O "Diário Secreto" foi publicado
anos após a sua morte, primeiramente em "O Cruzeiro". Com tiragem de 700 mil exemplares, era a
principal vitrine da vida brasileira.
Posteriormente, o mesmo diário
foi publicado em livro (possuo a segunda edição, o que mostra que
não se trata de obra clandestina).
A revista que comentou minhas
duas crônicas considerou-as como
"mexerico" (palavra defasada, só
possível num texto mal escrito). E
transcreveu o trecho do Humberto
de Campos, transferindo desta maneira o mexerico para o cronista
maranhense. Limitei-me a citá-lo.
Josué foi mencionado na matéria, é atualmente o maior conhecedor da vida de Machado de Assis.
Também foi citado o Antônio Olinto, que lembrou o fato de Mário de
Alencar tratar Machado como pai
em suas cartas -o que nada significa, além da expressão de um carinho especial. Mário ficou devendo
sua entrada para a Academia a Machado. Fato que Magalhães Jr., citado também por mim, atribuía ao
"nepotismo" do primeiro presidente da ABL.
Como se nota, uma polêmica bizantina, com um toque de mau
gosto, só justificada pela realização
do júri e pelo interesse que o caso
Capitu ainda desperta na literatura
nacional.
A diretoria da Academia, no
exercício de 1999, ao publicar em
livro a repercussão de suas atividades na mídia, incluiu a matéria da
revista -e o Josué, zeloso guardião
da honra dos grandes ícones das
nossas letras, principalmente de
Machado e Alencar, considerou
um "achincalhe à honra e à dignidade de um dos nossos confrades".

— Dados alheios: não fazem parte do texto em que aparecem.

//! Static token authentication for destructive operations.
//!
//! When `auth.token` is configured, requests that modify the catalog
//! other than uploads must present the token either as
//! `Authorization: Bearer <token>` or in an `x-api-key` header.  When no
//! token is configured every request passes.

use axum::extract::State;
use axum::http::{HeaderMap, Method, Request};
use axum::middleware::Next;
use axum::response::Response;
use std::sync::Arc;
use subtle::ConstantTimeEq;
use tracing::debug;

use crate::errors::ApiError;
use crate::AppState;

/// Header carrying the token when a bearer `Authorization` is not used.
pub const API_KEY_HEADER: &str = "x-api-key";

/// Constant-time string comparison to prevent timing attacks.
pub fn constant_time_eq(a: &str, b: &str) -> bool {
    if a.len() != b.len() {
        return false;
    }
    a.as_bytes().ct_eq(b.as_bytes()).into()
}

/// Pull the presented token out of the request headers.
///
/// A bearer `Authorization` header wins over `x-api-key`.
pub fn presented_token(headers: &HeaderMap) -> Option<&str> {
    let bearer = headers
        .get(axum::http::header::AUTHORIZATION)
        .and_then(|v| v.to_str().ok())
        .and_then(|v| {
            let (scheme, rest) = v.split_once(' ')?;
            scheme.eq_ignore_ascii_case("bearer").then(|| rest.trim())
        });
    bearer.or_else(|| {
        headers
            .get(API_KEY_HEADER)
            .and_then(|v| v.to_str().ok())
            .map(str::trim)
    })
}

/// Check `headers` against the configured token.
pub fn authorize(expected: Option<&str>, headers: &HeaderMap) -> Result<(), ApiError> {
    let expected = match expected {
        Some(t) if !t.is_empty() => t,
        _ => return Ok(()),
    };
    match presented_token(headers) {
        Some(given) if constant_time_eq(given, expected) => Ok(()),
        Some(_) => {
            debug!("Rejected request with wrong token");
            Err(ApiError::Unauthorized)
        }
        None => {
            debug!("Rejected request without token");
            Err(ApiError::Unauthorized)
        }
    }
}

/// Middleware enforcing the token on `DELETE` requests.
pub async fn auth_middleware(
    State(state): State<Arc<AppState>>,
    req: Request<axum::body::Body>,
    next: Next,
) -> Result<Response, ApiError> {
    if req.method() == Method::DELETE {
        authorize(state.config.auth.token.as_deref(), req.headers())?;
    }
    Ok(next.run(req).await)
}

E falando de Alencar, diz que o
romancista "compartiu a sua vida
digna com uma alta dama da sociedade fluminense, a Exma. Senhora
D. Georgiana Cockrane de Alencar,
com quem teve seis filhos" - cito
textualmente a carta de Montello.
Este é o fato que me dá pretexto
para tirar meu time de campo. No
mérito da questão, eu me limitara a
lembrar o trecho do "Diário Secreto" de Humberto de Campos. Se
houve achincalhe, como diz o Josué, não foi de minha parte.
Não tenho culpa de a revista ter
aproveitado o episódio, de interesse restrito à vida literária, para tentar fazer um escândalo às custas de
Alencar e Machado. Não me considero culpado de qualquer falta para com a memória dos dois mestres. São personalidades públicas,
pertencem à nossa história, como
Victor Hugo e Sainte-Beuve pertencem à história da França.

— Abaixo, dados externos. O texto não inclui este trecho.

//! In-memory metadata store.
//!
//! Keeps the collection in process memory. Nothing survives a restart;
//! intended for tests and throwaway instances.

use std::future::Future;
use std::pin::Pin;
use std::sync::Mutex;

use super::store::{LoadOutcome, MetadataCollection, MetadataStore};

#[derive(Default)]
pub struct MemoryMetadataStore {
    collection: Mutex<MetadataCollection>,
}

impl MemoryMetadataStore {
    pub fn new() -> Self {
        Self::default()
    }
}

impl MetadataStore for MemoryMetadataStore {
    fn load(&self) -> Pin<Box<dyn Future<Output = LoadOutcome> + Send + '_>> {
        Box::pin(async move {
            let collection = self
                .collection
                .lock()
                .map(|c| c.clone())
                .unwrap_or_else(|poisoned| poisoned.into_inner().clone());
            LoadOutcome::Loaded(collection)
        })
    }

    fn save<'a>(
        &'a self,
        collection: &'a MetadataCollection,
    ) -> Pin<Box<dyn Future<Output = anyhow::Result<()>> + Send + 'a>> {
        Box::pin(async move {
            let mut guard = self
                .collection
                .lock()
                .map_err(|_| anyhow::anyhow!("metadata mutex poisoned"))?;
            *guard = collection.clone();
            Ok(())
        })
    }
}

Desditas conjugais são comuns,
dentro e fora da literatura, bastando lembrar Júlio César, Napoleão,
Luiz 16, d. João 6º. A lista é enorme
e realmente universal, parece que
começou com Abraão, que apresentava sua mulher, Sara, como
sua irmã aos reis do deserto -o que
transformou o Pai dos Crentes
num verdadeiro patriarca.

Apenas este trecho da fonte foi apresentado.